Activity: Go over the data and keep only the lines that include "InitiateCallRequest".

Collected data
▽

use crate::actions;
use crate::error::AppError;
use crate::tasks::IntakeJob;
use crate::telnyx_types::{WebhookEnvelope, SIGNATURE_HEADER, TIMESTAMP_HEADER};
use crate::types::{
    AppState, CallLogView, InitiateCallRequest, InitiateCallResponse, MessageView,
    SendSmsRequest, SendSmsResponse,
};

use axum::{
    body::Bytes,
    extract::{rejection::JsonRejection, State},
    response::IntoResponse,
    Json,
};
use http::{HeaderMap, StatusCode};
use std::sync::Arc;
use tracing::{debug, trace, warn};

/// Unreadable bodies (wrong content type, bad JSON, non-string fields) get the same 400 as
/// missing fields.
fn json_body<T>(
    body: Result<Json<T>, JsonRejection>,
    required: &'static str,
) -> Result<T, AppError> {
    body.map(|Json(req)| req).map_err(|rejection| {
        debug!(error=%rejection, "rejected request body");
        AppError::Validation(required)
    })
}

pub async fn send_sms(
    State(app_state): State<Arc<AppState>>,
    body: Result<Json<SendSmsRequest>, JsonRejection>,
) -> Result<Json<SendSmsResponse>, AppError> {
    let req = json_body(body, actions::SMS_FIELDS_REQUIRED)?;
    let to = req.to.as_deref().unwrap_or_default();
    let text = req.message.as_deref().unwrap_or_default();
    let message_id = actions::send_message(&app_state, to, text).await?;
    Ok(Json(SendSmsResponse {
        success: true,
        message_id,
    }))
}

pub async fn sms_messages(
    State(app_state): State<Arc<AppState>>,
) -> Result<Json<Vec<MessageView>>, AppError> {
    let messages = app_state
        .store
        .list_messages()
        .await
        .map_err(|source| AppError::Store {
            context: "Failed to list SMS messages",
            source,
        })?;
    Ok(Json(messages.iter().map(MessageView::from).collect()))
}

pub async fn initiate_call(
    State(app_state): State<Arc<AppState>>,
    body: Result<Json<InitiateCallRequest>, JsonRejection>,
) -> Result<Json<InitiateCallResponse>, AppError> {
    let req = json_body(body, actions::CALL_TO_REQUIRED)?;
    let to = req.to.as_deref().unwrap_or_default();
    let call_id = actions::initiate_call(&app_state, to).await?;
    Ok(Json(InitiateCallResponse {
        success: true,
        call_id,
    }))
}

pub async fn call_logs(
    State(app_state): State<Arc<AppState>>,
) -> Result<Json<Vec<CallLogView>>, AppError> {
    let calls = app_state
        .store
        .list_calls()
        .await
        .map_err(|source| AppError::Store {
            context: "Failed to list call logs",
            source,
        })?;
    Ok(Json(calls.iter().map(CallLogView::from).collect()))
}

/// Telnyx webhook intake. Verifies the signature (when a key is configured), queues the event and
/// acknowledges; the intake worker applies it later. Bodies we cannot parse are acknowledged and
/// dropped since redelivering them would not help.
pub async fn webhook(
    State(app_state): State<Arc<AppState>>,
    headers: HeaderMap,
    body: Bytes,
) -> Result<impl IntoResponse, AppError> {
    if let Some(verifier) = &app_state.verifier {
        let header = |name: &str| headers.get(name).and_then(|v| v.to_str().ok());
        verifier.verify(header(SIGNATURE_HEADER), header(TIMESTAMP_HEADER), &body)?;
    }
    trace!(body=%String::from_utf8_lossy(&body), "webhook body");

    match serde_json::from_slice::<WebhookEnvelope>(&body) {
        Ok(envelope) => app_state
            .intake
            .send(IntakeJob::new(envelope))
            .await
            .map_err(|_| AppError::IntakeClosed)?,
        Err(e) => warn!(error=%e, "failed to deserialize webhook envelope; dropping"),
    }
    Ok((StatusCode::OK, "Webhook received"))
}

pub async fn index(State(app_state): State<Arc<AppState>>) -> impl IntoResponse {
    format!(
        "Telnyx SMS & voice demo. Webhook URL: {}",
        app_state.config.webhook_url()
    )
}

#[cfg(test)]
mod tests {
    use super::*;
    use crate::config::Config;
    use crate::provider::testing::FakeProvider;
    use crate::provider::CommsProvider;
    use crate::signature::testing::{public_key_b64, sign};
    use crate::signature::WebhookVerifier;
    use crate::store::{EventStore, MemoryStore};
    use crate::tasks::process_webhook_events;
    use serde_json::{json, Value};
    use std::time::Duration;
    use tokio::sync::mpsc;

    struct TestApp {
        base: String,
        client: reqwest::Client,
        store: Arc<MemoryStore>,
    }

    impl TestApp {
        fn spawn(provider: FakeProvider, verify: bool) -> Self {
            let store = Arc::new(MemoryStore::new());
            let provider: Arc<dyn CommsProvider> = Arc::new(provider);
            let (intake, intake_stream) = mpsc::channel(16);
            tokio::spawn(process_webhook_events(
                intake_stream,
                intake.clone(),
                store.clone(),
            ));
            let verifier =
                verify.then(|| WebhookVerifier::from_base64(&public_key_b64(), 300).unwrap());
            let app_state = Arc::new(AppState {
                config: Config::for_tests("http://127.0.0.1:1/v2"),
                provider,
                store: store.clone(),
                verifier,
                intake,
            });

            let listener = std::net::TcpListener::bind("127.0.0.1:0").unwrap();
            let addr = listener.local_addr().unwrap();
            let server = axum::Server::from_tcp(listener)
                .unwrap()
                .serve(crate::router(app_state).into_make_service());
            tokio::spawn(server);

            Self {
                base: format!("http://{addr}"),
                client: reqwest::Client::new(),
                store,
            }
        }

        async fn post_json(&self, path: &str, body: Value) -> reqwest::Response {
            self.client
                .post(format!("{}{}", self.base, path))
                .json(&body)
                .send()
                .await
                .unwrap()
        }

        async fn get_json(&self, path: &str) -> Value {
            self.client
                .get(format!("{}{}", self.base, path))
                .send()
                .await
                .unwrap()
                .json()
                .await
                .unwrap()
        }

        async fn wait_for_calls(&self, n: usize) {
            for _ in 0..100 {
                if self.store.list_calls().await.unwrap().len() >= n {
                    return;
                }
                tokio::time::sleep(Duration::from_millis(10)).await;
            }
            panic!("store never reached {n} call records");
        }
    }

    fn now_ts() -> String {
        time::OffsetDateTime::now_utc().unix_timestamp().to_string()
    }

    #[tokio::test]
    async fn send_sms_then_list() {
        let app = TestApp::spawn(FakeProvider::default(), false);

        let resp = app
            .post_json("/api/send-sms", json!({"to": "+15550002222", "message": "hey"}))
            .await;
        assert_eq!(resp.status(), reqwest::StatusCode::OK);
        let body: Value = resp.json().await.unwrap();
        assert_eq!(body, json!({"success": true, "messageId": "msg-1"}));

        let list = app.get_json("/api/sms-messages").await;
        let list = list.as_array().unwrap();
        assert_eq!(list.len(), 1);
        assert_eq!(list[0]["id"], "msg-1");
        assert_eq!(list[0]["direction"], "outbound");
        assert_eq!(list[0]["from"], "+15550001111");
        assert_eq!(list[0]["to"], "+15550002222");
        assert_eq!(list[0]["text"], "hey");
        assert!(list[0]["timestamp"].as_str().unwrap().ends_with('Z'));
    }

    #[tokio::test]
    async fn missing_fields_are_a_bad_request() {
        let app = TestApp::spawn(FakeProvider::default(), false);

        let resp = app.post_json("/api/send-sms", json!({"to": "+15550002222"})).await;
        assert_eq!(resp.status(), reqwest::StatusCode::BAD_REQUEST);
        let body: Value = resp.json().await.unwrap();
        assert_eq!(body["error"], "To phone number and message are required");

        let resp = app.post_json("/api/initiate-call", json!({})).await;
        assert_eq!(resp.status(), reqwest::StatusCode::BAD_REQUEST);
        let body: Value = resp.json().await.unwrap();
        assert_eq!(body["error"], "To phone number is required");
    }

    #[tokio::test]
    async fn null_or_mistyped_fields_are_a_bad_request() {
        let app = TestApp::spawn(FakeProvider::default(), false);

        let resp = app
            .post_json("/api/send-sms", json!({"to": null, "message": "hi"}))
            .await;
        assert_eq!(resp.status(), reqwest::StatusCode::BAD_REQUEST);
        let body: Value = resp.json().await.unwrap();
        assert_eq!(body, json!({"error": "To phone number and message are required"}));

        let resp = app
            .post_json("/api/send-sms", json!({"to": "+15550002222", "message": 7}))
            .await;
        assert_eq!(resp.status(), reqwest::StatusCode::BAD_REQUEST);

        let resp = app.post_json("/api/initiate-call", json!({"to": 15550002222u64})).await;
        assert_eq!(resp.status(), reqwest::StatusCode::BAD_REQUEST);
        let body: Value = resp.json().await.unwrap();
        assert_eq!(body, json!({"error": "To phone number is required"}));

        assert_eq!(app.get_json("/api/sms-messages").await, json!([]));
        assert_eq!(app.get_json("/api/call-logs").await, json!([]));
    }

    #[tokio::test]
    async fn non_json_body_is_a_bad_request() {
        let app = TestApp::spawn(FakeProvider::default(), false);

        let resp = app
            .client
            .post(format!("{}/api/send-sms", app.base))
            .body("to=+15550002222&message=hi")
            .send()
            .await
            .unwrap();
        assert_eq!(resp.status(), reqwest::StatusCode::BAD_REQUEST);
        let body: Value = resp.json().await.unwrap();
        assert_eq!(body["error"], "To phone number and message are required");

        let resp = app
            .client
            .post(format!("{}/api/initiate-call", app.base))
            .header("content-type", "application/json")
            .body("{\"to\":")
            .send()
            .await
            .unwrap();
        assert_eq!(resp.status(), reqwest::StatusCode::BAD_REQUEST);
        let body: Value = resp.json().await.unwrap();
        assert_eq!(body["error"], "To phone number is required");
    }

    #[tokio::test]
    async fn provider_errors_are_a_server_error_with_details() {
        let app = TestApp::spawn(FakeProvider::failing("Insufficient balance"), false);

        let resp = app.post_json("/api/initiate-call", json!({"to": "+15550002222"})).await;
        assert_eq!(resp.status(), reqwest::StatusCode::INTERNAL_SERVER_ERROR);
        let body: Value = resp.json().await.unwrap();
        assert_eq!(
            body,
            json!({"error": "Failed to initiate call", "details": "Insufficient balance"})
        );
        assert_eq!(app.get_json("/api/call-logs").await, json!([]));
    }

    #[tokio::test]
    async fn outbound_call_is_updated_by_webhooks() {
        let app = TestApp::spawn(FakeProvider::default(), false);

        let resp = app.post_json("/api/initiate-call", json!({"to": "+15550002222"})).await;
        let body: Value = resp.json().await.unwrap();
        assert_eq!(body, json!({"success": true, "callId": "v3:call-1"}));

        let logs = app.get_json("/api/call-logs").await;
        assert_eq!(logs[0]["status"], "initiated");
        assert!(logs[0].get("updated_at").is_none());

        let resp = app
            .post_json(
                "/webhook",
                json!({"data": {"id": "evt-1", "event_type": "call.answered", "payload": {"call_control_id": "v3:call-1", "direction": "outgoing"}}}),
            )
            .await;
        assert_eq!(resp.status(), reqwest::StatusCode::OK);
        assert_eq!(resp.text().await.unwrap(), "Webhook received");

        for _ in 0..100 {
            let logs = app.get_json("/api/call-logs").await;
            if logs[0]["status"] == "answered" {
                assert!(logs[0]["updated_at"].is_string());
                assert_eq!(logs.as_array().unwrap().len(), 1);
                return;
            }
            tokio::time::sleep(Duration::from_millis(10)).await;
        }
        panic!("call never reached answered");
    }

    #[tokio::test]
    async fn unparseable_webhook_is_still_acknowledged() {
        let app = TestApp::spawn(FakeProvider::default(), false);
        let resp = app
            .client
            .post(format!("{}/webhook", app.base))
            .body("not json")
            .send()
            .await
            .unwrap();
        assert_eq!(resp.status(), reqwest::StatusCode::OK);
    }

    #[tokio::test]
    async fn signed_webhook_is_accepted() {
        let app = TestApp::spawn(FakeProvider::default(), true);
        let body = json!({"data": {"id": "evt-9", "event_type": "call.initiated", "payload": {"call_control_id": "v3:in", "direction": "incoming", "from": "+15550003333", "to": "+15550001111"}}}).to_string();
        let ts = now_ts();

        let resp = app
            .client
            .post(format!("{}/webhook", app.base))
            .header(SIGNATURE_HEADER, sign(&ts, &body))
            .header(TIMESTAMP_HEADER, &ts)
            .body(body)
            .send()
            .await
            .unwrap();
        assert_eq!(resp.status(), reqwest::StatusCode::OK);

        app.wait_for_calls(1).await;
        let logs = app.get_json("/api/call-logs").await;
        assert_eq!(logs[0]["id"], "v3:in");
        assert_eq!(logs[0]["direction"], "inbound");
        assert_eq!(logs[0]["from"], "+15550003333");
    }

    #[tokio::test]
    async fn unsigned_or_forged_webhook_is_rejected() {
        let app = TestApp::spawn(FakeProvider::default(), true);
        let body = json!({"data": {"id": "evt-10", "event_type": "call.initiated", "payload": {"call_control_id": "v3:forged", "direction": "incoming"}}}).to_string();
        let ts = now_ts();

        let resp = app
            .client
            .post(format!("{}/webhook", app.base))
            .body(body.clone())
            .send()
            .await
            .unwrap();
        assert_eq!(resp.status(), reqwest::StatusCode::UNAUTHORIZED);

        let resp = app
            .client
            .post(format!("{}/webhook", app.base))
            .header(SIGNATURE_HEADER, sign(&ts, "{}"))
            .header(TIMESTAMP_HEADER, &ts)
            .body(body)
            .send()
            .await
            .unwrap();
        assert_eq!(resp.status(), reqwest::StatusCode::UNAUTHORIZED);

        tokio::time::sleep(Duration::from_millis(50)).await;
        assert!(app.store.list_calls().await.unwrap().is_empty());
    }
}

△

Your solution:
    AppState, CallLogView, InitiateCallRequest, InitiateCallResponse, MessageView,
    body: Result<Json<InitiateCallRequest>, JsonRejection>,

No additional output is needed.